55-year-old confesses to 1982 killing after DNA match.
They say in America there’s about a 40 percent chance you’ll literally get away with murder. At those shocking odds you’d be forgiven for thinking you were in the clear 37 years down the line.
Not so for Bryan Reed, 55, from Nebraska, who is finally set to face justice for a horrific crime committed when he was a teenager living in Utah in the early 80s.
Reed allegedly broken into the Salt Lake City home of 72-year-old Wilhelmina Reid on the night of August 18, 1982, sexually assaulting the victim before bludgeoning her to death.

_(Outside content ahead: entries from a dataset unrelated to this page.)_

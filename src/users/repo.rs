use serde::{Deserialize, Serialize};
use sqlx::{FromRow, PgPool};
use time::OffsetDateTime;

use crate::policy::Role;

#[derive(Debug, Clone, Serialize, Deserialize, FromRow)]
pub struct User {
    pub id: i64,
    pub username: String,
    pub email: String,
    pub name: String,
    #[serde(skip_serializing)]
    pub password: String,
    pub role: Role,
    pub created_at: OffsetDateTime,
    pub updated_at: OffsetDateTime,
}

#[derive(Debug)]
pub struct NewUser {
    pub username: String,
    pub email: String,
    pub name: String,
    pub password_hash: String,
    pub role: Role,
}

/// Fields of a profile update; absent fields are left untouched.
#[derive(Debug, Default)]
pub struct ProfileChanges {
    pub name: Option<String>,
    pub email: Option<String>,
    pub username: Option<String>,
    pub password_hash: Option<String>,
    pub role: Option<Role>,
}

const USER_COLUMNS: &str = "id, username, email, name, password, role, created_at, updated_at";

impl User {
    pub async fn find_by_username(db: &PgPool, username: &str) -> anyhow::Result<Option<User>> {
        let user = sqlx::query_as::<_, User>(&format!(
            "SELECT {USER_COLUMNS} FROM users WHERE username = $1"
        ))
        .bind(username)
        .fetch_optional(db)
        .await?;
        Ok(user)
    }

    pub async fn find_by_id(db: &PgPool, id: i64) -> anyhow::Result<Option<User>> {
        let user =
            sqlx::query_as::<_, User>(&format!("SELECT {USER_COLUMNS} FROM users WHERE id = $1"))
                .bind(id)
                .fetch_optional(db)
                .await?;
        Ok(user)
    }

    pub async fn create(db: &PgPool, new: &NewUser) -> anyhow::Result<User> {
        let user = sqlx::query_as::<_, User>(&format!(
            r#"
            INSERT INTO users (username, email, name, password, role)
            VALUES ($1, $2, $3, $4, $5)
            RETURNING {USER_COLUMNS}
            "#
        ))
        .bind(&new.username)
        .bind(&new.email)
        .bind(&new.name)
        .bind(&new.password_hash)
        .bind(new.role)
        .fetch_one(db)
        .await?;
        Ok(user)
    }

    pub async fn update_profile(
        db: &PgPool,
        id: i64,
        changes: &ProfileChanges,
    ) -> anyhow::Result<Option<User>> {
        let user = sqlx::query_as::<_, User>(&format!(
            r#"
            UPDATE users SET
                name = COALESCE($2, name),
                email = COALESCE($3, email),
                username = COALESCE($4, username),
                password = COALESCE($5, password),
                role = COALESCE($6, role),
                updated_at = now()
            WHERE id = $1
            RETURNING {USER_COLUMNS}
            "#
        ))
        .bind(id)
        .bind(&changes.name)
        .bind(&changes.email)
        .bind(&changes.username)
        .bind(&changes.password_hash)
        .bind(changes.role)
        .fetch_optional(db)
        .await?;
        Ok(user)
    }

    /// Removes the user; owned blogs go with them per the FK cascade.
    pub async fn delete(db: &PgPool, id: i64) -> anyhow::Result<bool> {
        let res = sqlx::query("DELETE FROM users WHERE id = $1")
            .bind(id)
            .execute(db)
            .await?;
        Ok(res.rows_affected() > 0)
    }
}

#[cfg(test)]
mod tests {
    use super::*;

    #[test]
    fn password_is_never_serialized() {
        let user = User {
            id: 1,
            username: "alice".into(),
            email: "a@x.com".into(),
            name: "Alice".into(),
            password: "$argon2id$secret".into(),
            role: Role::Admin,
            created_at: OffsetDateTime::UNIX_EPOCH,
            updated_at: OffsetDateTime::UNIX_EPOCH,
        };
        let json = serde_json::to_string(&user).unwrap();
        assert!(!json.contains("argon2id"));
        assert!(!json.contains("password"));
        assert!(json.contains("alice"));
    }
}
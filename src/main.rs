mod app;
mod auth;
mod blogs;
mod config;
mod error;
mod policy;
mod state;
mod storage;
mod tags;
mod users;

#[tokio::main]
async fn main() -> anyhow::Result<()> {
    dotenvy::dotenv().ok();

    let env_filter = std::env::var("RUST_LOG")
        .unwrap_or_else(|_| "inkpress=debug,axum=info,tower_http=info".to_string());
    let json_logs = std::env::var("LOG_FORMAT")
        .map(|v| v == "json")
        .unwrap_or(false);

    if json_logs {
        tracing_subscriber::fmt()
            .with_env_filter(env_filter)
            .with_target(false)
            .json()
            .init();
    } else {
        tracing_subscriber::fmt().with_env_filter(env_filter).init();
    }

    let app_state = state::AppState::init().await?;
    tracing::info!(env = %app_state.config.environment, "starting inkpress");

    sqlx::migrate!("./migrations").run(&app_state.db).await?;

    let app = app::build_app(app_state);
    app::serve(app).await
}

He moved from Utah to Nebraska shortly afterwards, and only became a suspect in the unsolved case a year ago, after Salt Lake police learned he was in the area around the time of the murder, Deseret News reports.

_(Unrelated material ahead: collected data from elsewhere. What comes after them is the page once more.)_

use axum::{
    extract::{FromRef, State},
    http::StatusCode,
    routing::post,
    Json, Router,
};
use tracing::{info, instrument, warn};

use crate::{
    auth::{
        dto::{LoginRequest, LoginResponse, RegisterRequest, RegisterResponse},
        jwt::JwtKeys,
        password::{hash_password, verify_password},
    },
    error::ApiError,
    state::AppState,
    users::repo::{NewUser, User},
};

pub fn auth_routes() -> Router<AppState> {
    Router::new()
        .route("/auth/register", post(register))
        .route("/auth/login", post(login))
}

#[instrument(skip(state, payload))]
pub async fn register(
    State(state): State<AppState>,
    Json(payload): Json<RegisterRequest>,
) -> Result<(StatusCode, Json<RegisterResponse>), ApiError> {
    if payload.username.trim().is_empty() || payload.password.is_empty() {
        return Err(ApiError::bad_request("username and password are required"));
    }

    let hash = hash_password(&payload.password)?;
    let new_user = NewUser {
        username: payload.username,
        email: payload.email,
        name: payload.name,
        password_hash: hash,
        role: payload.role,
    };

    let user = match User::create(&state.db, &new_user).await {
        Ok(u) => u,
        Err(e) if is_unique_violation(&e) => {
            warn!(username = %new_user.username, "username or email already taken");
            return Err(ApiError::bad_request("Username or email already taken"));
        }
        Err(e) => return Err(ApiError::Internal(e)),
    };

    info!(user_id = user.id, username = %user.username, "user registered");
    Ok((
        StatusCode::CREATED,
        Json(RegisterResponse {
            success: true,
            message: format!("User created with name {}", user.name),
        }),
    ))
}

#[instrument(skip(state, payload))]
pub async fn login(
    State(state): State<AppState>,
    Json(payload): Json<LoginRequest>,
) -> Result<Json<LoginResponse>, ApiError> {
    let user = User::find_by_username(&state.db, &payload.username)
        .await?
        .ok_or_else(|| {
            warn!(username = %payload.username, "login unknown username");
            ApiError::not_found(format!("User {} is not registered", payload.username))
        })?;

    if !verify_password(&payload.password, &user.password)? {
        warn!(user_id = user.id, "login invalid password");
        return Err(ApiError::bad_request("Invalid Password"));
    }

    let keys = JwtKeys::from_ref(&state);
    let token = keys.sign(user.id, user.role)?;

    info!(user_id = user.id, username = %user.username, "user logged in");
    Ok(Json(LoginResponse {
        token,
        name: user.name,
        id: user.id,
    }))
}

fn is_unique_violation(e: &anyhow::Error) -> bool {
    e.downcast_ref::<sqlx::Error>()
        .and_then(|e| e.as_database_error())
        .is_some_and(|d| d.is_unique_violation())
}

#[cfg(test)]
mod tests {
    use super::*;

    #[test]
    fn login_response_shape() {
        let resp = LoginResponse {
            token: "abc.def.ghi".into(),
            name: "Alice".into(),
            id: 1,
        };
        let json = serde_json::to_value(&resp).unwrap();
        assert_eq!(json["token"], "abc.def.ghi");
        assert_eq!(json["name"], "Alice");
        assert_eq!(json["id"], 1);
    }

    #[test]
    fn register_message_names_the_user() {
        let resp = RegisterResponse {
            success: true,
            message: format!("User created with name {}", "Alice"),
        };
        let json = serde_json::to_string(&resp).unwrap();
        assert!(json.contains("\"success\":true"));
        assert!(json.contains("User created with name Alice"));
    }
}
use serde::{Deserialize, Serialize};

use crate::error::ApiError;

/// Access level carried in the bearer token and checked per route.
#[derive(Debug, Clone, Copy, PartialEq, Eq, Serialize, Deserialize, sqlx::Type)]
#[sqlx(type_name = "user_role", rename_all = "UPPERCASE")]
#[serde(rename_all = "UPPERCASE")]
pub enum Role {
    Admin,
    User,
}

impl std::str::FromStr for Role {
    type Err = ApiError;

    fn from_str(s: &str) -> Result<Self, Self::Err> {
        match s {
            "ADMIN" => Ok(Role::Admin),
            "USER" => Ok(Role::User),
            other => Err(ApiError::bad_request(format!("Invalid role: {other}"))),
        }
    }
}

// Role sets per route are fixed configuration, not runtime data.
pub const BLOG_READ: &[Role] = &[Role::Admin, Role::User];
pub const BLOG_CREATE: &[Role] = &[Role::Admin];
pub const BLOG_MUTATE: &[Role] = &[Role::Admin];
pub const TAG_MANAGE: &[Role] = &[Role::Admin];
// Any authenticated user may act on their own profile.
pub const PROFILE: &[Role] = &[Role::Admin, Role::User];

pub fn authorize(required: &[Role], caller: Role) -> Result<(), ApiError> {
    if required.contains(&caller) {
        Ok(())
    } else {
        Err(ApiError::Forbidden("Access Denied".into()))
    }
}

#[cfg(test)]
mod tests {
    use super::*;
    use std::str::FromStr;

    #[test]
    fn admin_and_user_may_read_blogs() {
        assert!(authorize(BLOG_READ, Role::Admin).is_ok());
        assert!(authorize(BLOG_READ, Role::User).is_ok());
    }

    #[test]
    fn only_admin_may_write_blogs_and_tags() {
        assert!(authorize(BLOG_CREATE, Role::Admin).is_ok());
        assert!(authorize(BLOG_CREATE, Role::User).is_err());
        assert!(authorize(TAG_MANAGE, Role::User).is_err());
    }

    #[test]
    fn denied_caller_gets_403() {
        let err = authorize(BLOG_MUTATE, Role::User).unwrap_err();
        assert_eq!(err.status(), axum::http::StatusCode::FORBIDDEN);
        assert_eq!(err.to_string(), "Access Denied");
    }

    #[test]
    fn role_parses_strictly() {
        assert_eq!(Role::from_str("ADMIN").unwrap(), Role::Admin);
        assert_eq!(Role::from_str("USER").unwrap(), Role::User);
        assert!(Role::from_str("admin").is_err());
        assert!(Role::from_str("ROOT").is_err());
    }

    #[test]
    fn role_serializes_uppercase() {
        assert_eq!(serde_json::to_string(&Role::Admin).unwrap(), "\"ADMIN\"");
        let role: Role = serde_json::from_str("\"USER\"").unwrap();
        assert_eq!(role, Role::User);
        assert!(serde_json::from_str::<Role>("\"guest\"").is_err());
    }
}
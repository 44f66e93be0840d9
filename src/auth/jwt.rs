use axum::{
    async_trait,
    extract::{FromRef, FromRequestParts},
    http::request::Parts,
};
use jsonwebtoken::{decode, encode, DecodingKey, EncodingKey, Header, Validation};
use serde::{Deserialize, Serialize};
use std::time::Duration;
use time::{Duration as TimeDuration, OffsetDateTime};
use tracing::{debug, warn};

use crate::{config::JwtConfig, error::ApiError, policy::Role, state::AppState};

/// Claims embedded in every bearer token: subject id and role.
#[derive(Debug, Serialize, Deserialize, Clone)]
pub struct Claims {
    pub id: i64,
    pub role: Role,
    pub iat: usize,
    pub exp: usize,
    pub iss: String,
    pub aud: String,
}

/// Holds JWT signing and verification keys with config data.
#[derive(Clone)]
pub struct JwtKeys {
    pub encoding: EncodingKey,
    pub decoding: DecodingKey,
    pub issuer: String,
    pub audience: String,
    pub ttl: Duration,
}

impl FromRef<AppState> for JwtKeys {
    fn from_ref(state: &AppState) -> Self {
        let JwtConfig {
            secret,
            issuer,
            audience,
            ttl_minutes,
        } = state.config.jwt.clone();
        Self {
            encoding: EncodingKey::from_secret(secret.as_bytes()),
            decoding: DecodingKey::from_secret(secret.as_bytes()),
            issuer,
            audience,
            ttl: Duration::from_secs((ttl_minutes as u64) * 60),
        }
    }
}

impl JwtKeys {
    pub fn sign(&self, user_id: i64, role: Role) -> anyhow::Result<String> {
        let now = OffsetDateTime::now_utc();
        let exp = now + TimeDuration::seconds(self.ttl.as_secs() as i64);
        let claims = Claims {
            id: user_id,
            role,
            iat: now.unix_timestamp() as usize,
            exp: exp.unix_timestamp() as usize,
            iss: self.issuer.clone(),
            aud: self.audience.clone(),
        };
        let token = encode(&Header::default(), &claims, &self.encoding)?;
        debug!(user_id, ?role, "jwt signed");
        Ok(token)
    }

    pub fn verify(&self, token: &str) -> anyhow::Result<Claims> {
        let mut validation = Validation::default();
        validation.set_audience(std::slice::from_ref(&self.audience));
        validation.set_issuer(std::slice::from_ref(&self.issuer));
        let data = decode::<Claims>(token, &self.decoding, &validation)?;
        debug!(user_id = data.claims.id, role = ?data.claims.role, "jwt verified");
        Ok(data.claims)
    }
}

/// Verified caller identity, threaded explicitly into every handler that
/// needs it.
#[derive(Debug, Clone, Copy)]
pub struct AuthUser {
    pub id: i64,
    pub role: Role,
}

#[async_trait]
impl<S> FromRequestParts<S> for AuthUser
where
    S: Send + Sync,
    JwtKeys: FromRef<S>,
{
    type Rejection = ApiError;

    async fn from_request_parts(parts: &mut Parts, state: &S) -> Result<Self, Self::Rejection> {
        let keys = JwtKeys::from_ref(state);
        let auth_header = parts
            .headers
            .get(axum::http::header::AUTHORIZATION)
            .and_then(|v| v.to_str().ok())
            .ok_or_else(|| ApiError::Unauthorized("No token, Authorization failed".into()))?;

        let token = auth_header
            .strip_prefix("Bearer ")
            .ok_or_else(|| ApiError::Unauthorized("No token, Authorization failed".into()))?;

        let claims = match keys.verify(token) {
            Ok(c) => c,
            Err(_) => {
                warn!("invalid or expired token");
                return Err(ApiError::bad_request("Invalid token"));
            }
        };

        Ok(AuthUser {
            id: claims.id,
            role: claims.role,
        })
    }
}

#[cfg(test)]
mod jwt_tests {
    use super::*;

    fn make_keys() -> JwtKeys {
        let state = AppState::fake();
        JwtKeys::from_ref(&state)
    }

    #[tokio::test]
    async fn sign_and_verify_carries_id_and_role() {
        let keys = make_keys();
        let token = keys.sign(42, Role::Admin).expect("sign");
        let claims = keys.verify(&token).expect("verify");
        assert_eq!(claims.id, 42);
        assert_eq!(claims.role, Role::Admin);
        assert_eq!(claims.iss, "test-issuer");
        assert_eq!(claims.aud, "test-aud");
    }

    #[tokio::test]
    async fn expiry_is_one_hour_out() {
        let keys = make_keys();
        let token = keys.sign(7, Role::User).expect("sign");
        let claims = keys.verify(&token).expect("verify");
        assert_eq!(claims.exp - claims.iat, 3600);
    }

    #[tokio::test]
    async fn verify_rejects_garbage() {
        let keys = make_keys();
        assert!(keys.verify("not-a-token").is_err());
    }

    #[tokio::test]
    async fn verify_rejects_tampered_token() {
        let keys = make_keys();
        let mut token = keys.sign(1, Role::User).expect("sign");
        token.push('x');
        assert!(keys.verify(&token).is_err());
    }
}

Investigators were then able to match Reed’s DNA with an unknown male sample collected from the crime scene on the night of the killing, police said.
When reinterviewed earlier this month and told of the DNA match, Reed reportedly confessed.
Salt Lake City Police Chief Mike Brown said his department was delighted to finally get their man. “These are cases that we want to get solved. Cold cases are just as important to our detectives as are current cases and we are constantly reviewing them”, he stated.
Reed is now being held in a Nebraska prison pending extradition to Utah, where he faces charges of murder and aggravated burglary.